** Stored items **
== Segment start ==

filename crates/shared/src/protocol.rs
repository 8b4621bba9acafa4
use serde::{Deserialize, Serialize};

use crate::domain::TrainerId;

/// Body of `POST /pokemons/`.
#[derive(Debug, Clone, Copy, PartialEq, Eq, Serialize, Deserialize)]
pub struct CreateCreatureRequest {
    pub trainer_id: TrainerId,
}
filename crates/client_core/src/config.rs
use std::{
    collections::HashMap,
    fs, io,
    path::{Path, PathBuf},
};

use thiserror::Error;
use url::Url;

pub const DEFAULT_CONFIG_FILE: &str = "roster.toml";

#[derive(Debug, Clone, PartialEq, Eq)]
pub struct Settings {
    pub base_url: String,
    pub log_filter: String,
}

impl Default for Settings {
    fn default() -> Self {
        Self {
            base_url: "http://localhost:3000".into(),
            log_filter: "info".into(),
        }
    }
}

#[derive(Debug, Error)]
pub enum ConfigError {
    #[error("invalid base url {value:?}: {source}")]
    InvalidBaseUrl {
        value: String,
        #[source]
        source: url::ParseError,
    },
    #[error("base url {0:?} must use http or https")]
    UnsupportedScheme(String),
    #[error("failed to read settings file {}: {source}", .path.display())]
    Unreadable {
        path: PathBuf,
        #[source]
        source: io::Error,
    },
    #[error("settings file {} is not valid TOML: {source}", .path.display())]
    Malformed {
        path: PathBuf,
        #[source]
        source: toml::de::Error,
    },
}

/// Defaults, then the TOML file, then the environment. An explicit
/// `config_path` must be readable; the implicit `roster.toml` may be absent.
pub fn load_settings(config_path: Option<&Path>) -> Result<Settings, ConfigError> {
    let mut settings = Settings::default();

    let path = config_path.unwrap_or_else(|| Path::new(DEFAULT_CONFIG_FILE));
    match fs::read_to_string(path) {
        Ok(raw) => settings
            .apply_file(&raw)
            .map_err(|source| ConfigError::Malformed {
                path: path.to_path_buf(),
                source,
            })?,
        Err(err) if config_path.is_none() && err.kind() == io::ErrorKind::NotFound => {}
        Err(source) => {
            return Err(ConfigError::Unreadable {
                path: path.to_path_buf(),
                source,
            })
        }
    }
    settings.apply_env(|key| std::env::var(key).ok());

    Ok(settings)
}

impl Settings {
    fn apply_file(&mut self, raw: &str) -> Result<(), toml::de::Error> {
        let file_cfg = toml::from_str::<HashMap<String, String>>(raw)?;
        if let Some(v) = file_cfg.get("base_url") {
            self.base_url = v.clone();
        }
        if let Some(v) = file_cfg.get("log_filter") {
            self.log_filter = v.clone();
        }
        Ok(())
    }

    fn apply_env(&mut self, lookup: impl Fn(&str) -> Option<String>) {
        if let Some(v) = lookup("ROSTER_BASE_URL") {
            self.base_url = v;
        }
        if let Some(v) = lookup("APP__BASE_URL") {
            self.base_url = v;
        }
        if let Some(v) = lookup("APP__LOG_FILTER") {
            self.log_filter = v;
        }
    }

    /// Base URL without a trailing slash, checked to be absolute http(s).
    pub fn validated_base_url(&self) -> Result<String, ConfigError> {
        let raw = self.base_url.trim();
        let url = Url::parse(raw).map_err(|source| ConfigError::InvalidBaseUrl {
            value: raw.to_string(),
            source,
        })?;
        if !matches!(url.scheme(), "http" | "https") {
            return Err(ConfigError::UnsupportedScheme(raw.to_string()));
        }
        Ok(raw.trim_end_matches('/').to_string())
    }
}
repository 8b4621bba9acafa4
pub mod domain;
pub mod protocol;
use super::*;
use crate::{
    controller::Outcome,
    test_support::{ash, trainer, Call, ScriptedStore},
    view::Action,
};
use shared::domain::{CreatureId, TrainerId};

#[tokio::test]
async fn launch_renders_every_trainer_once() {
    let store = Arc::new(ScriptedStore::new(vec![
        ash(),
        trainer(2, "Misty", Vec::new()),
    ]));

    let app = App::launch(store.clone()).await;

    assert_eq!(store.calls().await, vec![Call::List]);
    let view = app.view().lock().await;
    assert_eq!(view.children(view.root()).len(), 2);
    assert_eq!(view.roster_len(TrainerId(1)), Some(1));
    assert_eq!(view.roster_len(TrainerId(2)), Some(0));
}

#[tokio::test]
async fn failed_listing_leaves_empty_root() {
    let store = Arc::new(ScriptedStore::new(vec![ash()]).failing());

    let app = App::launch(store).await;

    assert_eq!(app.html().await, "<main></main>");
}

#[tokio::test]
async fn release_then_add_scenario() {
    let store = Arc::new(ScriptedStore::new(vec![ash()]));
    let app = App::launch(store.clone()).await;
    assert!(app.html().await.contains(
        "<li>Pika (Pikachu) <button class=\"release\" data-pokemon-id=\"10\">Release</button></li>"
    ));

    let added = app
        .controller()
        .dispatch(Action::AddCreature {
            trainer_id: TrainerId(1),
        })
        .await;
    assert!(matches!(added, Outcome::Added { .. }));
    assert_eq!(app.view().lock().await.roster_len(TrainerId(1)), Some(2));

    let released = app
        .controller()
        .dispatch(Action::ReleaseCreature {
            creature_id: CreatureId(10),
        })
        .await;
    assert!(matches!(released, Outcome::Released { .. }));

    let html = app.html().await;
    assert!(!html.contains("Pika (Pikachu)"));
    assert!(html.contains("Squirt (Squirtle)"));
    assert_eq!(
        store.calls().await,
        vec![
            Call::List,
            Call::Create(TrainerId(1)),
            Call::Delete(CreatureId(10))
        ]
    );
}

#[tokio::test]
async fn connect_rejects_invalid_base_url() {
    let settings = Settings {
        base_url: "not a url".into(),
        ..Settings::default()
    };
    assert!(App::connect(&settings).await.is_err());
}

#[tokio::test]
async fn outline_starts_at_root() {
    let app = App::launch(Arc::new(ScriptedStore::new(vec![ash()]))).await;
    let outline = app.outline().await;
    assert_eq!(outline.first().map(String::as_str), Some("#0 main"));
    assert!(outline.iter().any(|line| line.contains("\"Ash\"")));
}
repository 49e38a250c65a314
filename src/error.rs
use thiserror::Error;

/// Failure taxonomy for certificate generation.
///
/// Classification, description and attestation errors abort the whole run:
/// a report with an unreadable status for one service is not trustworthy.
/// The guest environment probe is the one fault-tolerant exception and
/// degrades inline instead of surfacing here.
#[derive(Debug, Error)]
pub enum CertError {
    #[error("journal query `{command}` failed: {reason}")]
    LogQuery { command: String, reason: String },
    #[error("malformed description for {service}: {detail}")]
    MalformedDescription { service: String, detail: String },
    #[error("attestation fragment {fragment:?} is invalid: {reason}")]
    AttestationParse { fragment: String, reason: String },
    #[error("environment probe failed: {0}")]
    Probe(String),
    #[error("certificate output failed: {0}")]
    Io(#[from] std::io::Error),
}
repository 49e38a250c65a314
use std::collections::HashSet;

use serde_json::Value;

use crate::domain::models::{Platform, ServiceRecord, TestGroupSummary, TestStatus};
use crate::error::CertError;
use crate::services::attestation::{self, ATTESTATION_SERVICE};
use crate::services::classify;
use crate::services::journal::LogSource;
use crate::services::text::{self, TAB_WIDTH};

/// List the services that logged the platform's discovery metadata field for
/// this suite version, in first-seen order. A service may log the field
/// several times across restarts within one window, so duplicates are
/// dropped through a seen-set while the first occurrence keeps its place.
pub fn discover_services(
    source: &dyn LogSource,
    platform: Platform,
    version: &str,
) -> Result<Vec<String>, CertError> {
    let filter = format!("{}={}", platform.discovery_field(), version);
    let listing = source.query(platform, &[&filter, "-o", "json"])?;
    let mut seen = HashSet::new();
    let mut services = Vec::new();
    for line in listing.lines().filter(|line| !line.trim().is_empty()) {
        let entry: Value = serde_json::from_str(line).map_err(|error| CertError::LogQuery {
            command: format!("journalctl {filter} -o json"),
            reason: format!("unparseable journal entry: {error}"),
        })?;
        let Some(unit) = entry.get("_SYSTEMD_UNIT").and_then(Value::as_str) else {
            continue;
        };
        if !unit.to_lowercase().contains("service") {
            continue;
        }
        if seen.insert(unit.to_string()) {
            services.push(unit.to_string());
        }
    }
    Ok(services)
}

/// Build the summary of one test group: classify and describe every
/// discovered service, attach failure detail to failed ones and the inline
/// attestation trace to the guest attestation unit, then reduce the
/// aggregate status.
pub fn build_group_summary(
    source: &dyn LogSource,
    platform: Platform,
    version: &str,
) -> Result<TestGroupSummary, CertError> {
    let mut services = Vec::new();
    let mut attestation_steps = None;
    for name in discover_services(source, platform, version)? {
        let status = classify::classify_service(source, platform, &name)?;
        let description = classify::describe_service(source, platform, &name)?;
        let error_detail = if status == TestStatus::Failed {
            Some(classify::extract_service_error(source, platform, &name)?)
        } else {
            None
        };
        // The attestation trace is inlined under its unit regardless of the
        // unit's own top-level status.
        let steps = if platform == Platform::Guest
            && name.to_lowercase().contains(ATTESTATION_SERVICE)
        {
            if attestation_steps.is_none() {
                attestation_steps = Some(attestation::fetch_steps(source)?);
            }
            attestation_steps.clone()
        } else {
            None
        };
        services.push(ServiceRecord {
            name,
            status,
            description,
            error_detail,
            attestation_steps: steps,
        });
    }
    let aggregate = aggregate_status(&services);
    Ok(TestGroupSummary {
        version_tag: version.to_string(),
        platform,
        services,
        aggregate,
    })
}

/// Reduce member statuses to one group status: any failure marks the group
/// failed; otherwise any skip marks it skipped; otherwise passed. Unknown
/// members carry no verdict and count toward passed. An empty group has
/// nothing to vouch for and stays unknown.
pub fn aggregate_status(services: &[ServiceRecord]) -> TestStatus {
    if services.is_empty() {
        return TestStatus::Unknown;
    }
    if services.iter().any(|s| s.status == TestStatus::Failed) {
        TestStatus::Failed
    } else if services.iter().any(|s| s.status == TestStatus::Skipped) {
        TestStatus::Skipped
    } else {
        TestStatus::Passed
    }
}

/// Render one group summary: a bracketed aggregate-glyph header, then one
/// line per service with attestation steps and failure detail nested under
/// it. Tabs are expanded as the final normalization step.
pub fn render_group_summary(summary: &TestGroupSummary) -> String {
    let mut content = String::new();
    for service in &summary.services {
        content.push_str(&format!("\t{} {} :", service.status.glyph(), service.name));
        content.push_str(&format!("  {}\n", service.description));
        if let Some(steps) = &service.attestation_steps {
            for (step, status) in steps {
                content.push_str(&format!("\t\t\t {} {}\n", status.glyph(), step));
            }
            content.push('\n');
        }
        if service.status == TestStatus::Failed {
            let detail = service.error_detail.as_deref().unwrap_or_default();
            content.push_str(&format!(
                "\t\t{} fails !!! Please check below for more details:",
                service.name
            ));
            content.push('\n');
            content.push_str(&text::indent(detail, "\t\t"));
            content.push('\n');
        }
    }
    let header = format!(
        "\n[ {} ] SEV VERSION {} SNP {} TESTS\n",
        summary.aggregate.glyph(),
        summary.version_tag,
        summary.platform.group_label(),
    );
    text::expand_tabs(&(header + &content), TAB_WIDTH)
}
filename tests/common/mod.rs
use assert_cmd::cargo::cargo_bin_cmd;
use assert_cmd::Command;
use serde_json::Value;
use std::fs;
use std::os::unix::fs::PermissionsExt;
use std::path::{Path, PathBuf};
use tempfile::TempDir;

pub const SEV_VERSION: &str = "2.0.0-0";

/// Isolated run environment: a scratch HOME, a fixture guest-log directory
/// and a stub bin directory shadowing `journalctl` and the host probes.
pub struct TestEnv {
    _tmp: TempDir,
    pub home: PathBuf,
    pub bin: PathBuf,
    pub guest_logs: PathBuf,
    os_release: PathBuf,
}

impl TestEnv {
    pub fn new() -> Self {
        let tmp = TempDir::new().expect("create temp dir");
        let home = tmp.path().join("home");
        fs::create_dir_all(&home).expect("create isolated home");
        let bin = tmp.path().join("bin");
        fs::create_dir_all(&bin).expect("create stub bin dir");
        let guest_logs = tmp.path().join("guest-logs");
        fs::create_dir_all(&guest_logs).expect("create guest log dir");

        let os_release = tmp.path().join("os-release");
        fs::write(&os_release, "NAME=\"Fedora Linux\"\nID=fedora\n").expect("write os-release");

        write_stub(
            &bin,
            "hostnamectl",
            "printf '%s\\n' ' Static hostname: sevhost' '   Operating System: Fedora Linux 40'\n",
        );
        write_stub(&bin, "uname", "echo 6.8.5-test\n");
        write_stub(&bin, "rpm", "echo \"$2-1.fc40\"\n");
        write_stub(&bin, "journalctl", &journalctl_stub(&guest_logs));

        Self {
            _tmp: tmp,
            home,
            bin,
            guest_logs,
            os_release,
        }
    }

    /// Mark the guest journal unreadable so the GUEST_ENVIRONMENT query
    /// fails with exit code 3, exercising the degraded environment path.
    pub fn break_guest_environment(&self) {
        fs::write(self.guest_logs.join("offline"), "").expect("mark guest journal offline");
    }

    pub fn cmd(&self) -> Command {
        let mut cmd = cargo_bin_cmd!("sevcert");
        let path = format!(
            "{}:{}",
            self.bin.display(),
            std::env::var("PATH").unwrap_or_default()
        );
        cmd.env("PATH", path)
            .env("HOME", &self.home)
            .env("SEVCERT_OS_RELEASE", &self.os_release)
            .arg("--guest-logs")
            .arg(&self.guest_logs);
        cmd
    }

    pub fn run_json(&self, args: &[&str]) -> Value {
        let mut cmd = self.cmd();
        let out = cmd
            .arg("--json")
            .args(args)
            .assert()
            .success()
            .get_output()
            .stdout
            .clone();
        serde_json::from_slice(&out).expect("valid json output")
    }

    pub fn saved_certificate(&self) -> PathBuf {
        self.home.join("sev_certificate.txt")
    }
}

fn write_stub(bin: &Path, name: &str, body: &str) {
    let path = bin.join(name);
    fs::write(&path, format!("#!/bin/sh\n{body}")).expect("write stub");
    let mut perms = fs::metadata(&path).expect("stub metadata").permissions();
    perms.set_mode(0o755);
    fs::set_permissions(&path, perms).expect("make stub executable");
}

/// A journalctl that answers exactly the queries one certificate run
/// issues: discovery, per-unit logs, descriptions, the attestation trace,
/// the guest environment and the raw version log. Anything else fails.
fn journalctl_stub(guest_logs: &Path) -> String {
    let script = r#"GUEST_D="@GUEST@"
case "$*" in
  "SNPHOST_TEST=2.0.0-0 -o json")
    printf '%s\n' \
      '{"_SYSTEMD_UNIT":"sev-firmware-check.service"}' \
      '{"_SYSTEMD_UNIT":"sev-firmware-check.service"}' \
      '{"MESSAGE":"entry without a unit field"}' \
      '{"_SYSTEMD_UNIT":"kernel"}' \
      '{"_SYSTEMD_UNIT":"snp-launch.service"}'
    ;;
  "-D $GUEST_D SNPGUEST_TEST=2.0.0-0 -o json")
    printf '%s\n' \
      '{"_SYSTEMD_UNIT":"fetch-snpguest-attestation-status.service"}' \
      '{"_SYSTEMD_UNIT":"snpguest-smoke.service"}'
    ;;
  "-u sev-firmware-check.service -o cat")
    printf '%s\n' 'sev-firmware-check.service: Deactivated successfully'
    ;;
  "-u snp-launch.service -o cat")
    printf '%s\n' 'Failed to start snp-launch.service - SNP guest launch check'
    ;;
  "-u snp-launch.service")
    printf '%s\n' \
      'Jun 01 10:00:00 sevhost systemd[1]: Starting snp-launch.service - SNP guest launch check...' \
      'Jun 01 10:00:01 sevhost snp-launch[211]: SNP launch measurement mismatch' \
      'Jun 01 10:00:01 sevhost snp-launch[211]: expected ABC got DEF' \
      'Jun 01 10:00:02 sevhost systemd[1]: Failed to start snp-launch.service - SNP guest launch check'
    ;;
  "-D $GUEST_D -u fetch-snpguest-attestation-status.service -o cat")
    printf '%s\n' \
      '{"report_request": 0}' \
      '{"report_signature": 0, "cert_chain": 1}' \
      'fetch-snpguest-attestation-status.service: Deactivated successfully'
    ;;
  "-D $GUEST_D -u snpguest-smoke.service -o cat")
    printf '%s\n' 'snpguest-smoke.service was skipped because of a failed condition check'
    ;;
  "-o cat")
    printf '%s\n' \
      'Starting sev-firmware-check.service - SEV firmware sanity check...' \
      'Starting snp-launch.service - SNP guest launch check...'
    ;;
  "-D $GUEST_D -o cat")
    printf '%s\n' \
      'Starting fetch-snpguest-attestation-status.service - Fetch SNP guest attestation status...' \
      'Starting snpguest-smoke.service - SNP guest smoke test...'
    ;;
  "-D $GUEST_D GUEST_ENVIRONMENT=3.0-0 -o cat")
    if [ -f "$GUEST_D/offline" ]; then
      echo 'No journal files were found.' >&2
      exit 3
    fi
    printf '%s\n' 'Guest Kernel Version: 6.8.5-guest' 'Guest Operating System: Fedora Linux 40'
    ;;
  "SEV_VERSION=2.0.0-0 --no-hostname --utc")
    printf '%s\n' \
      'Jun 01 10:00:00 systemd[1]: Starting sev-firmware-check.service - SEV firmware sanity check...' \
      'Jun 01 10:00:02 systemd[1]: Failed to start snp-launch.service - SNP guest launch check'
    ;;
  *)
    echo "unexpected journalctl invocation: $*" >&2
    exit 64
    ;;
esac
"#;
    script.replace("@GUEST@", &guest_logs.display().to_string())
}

== Segment end ==

** WHAT IS REQUIRED **
Within the data above, how many lines include "echo"? The number alone is the answer.

** TASK SOLUTION **
4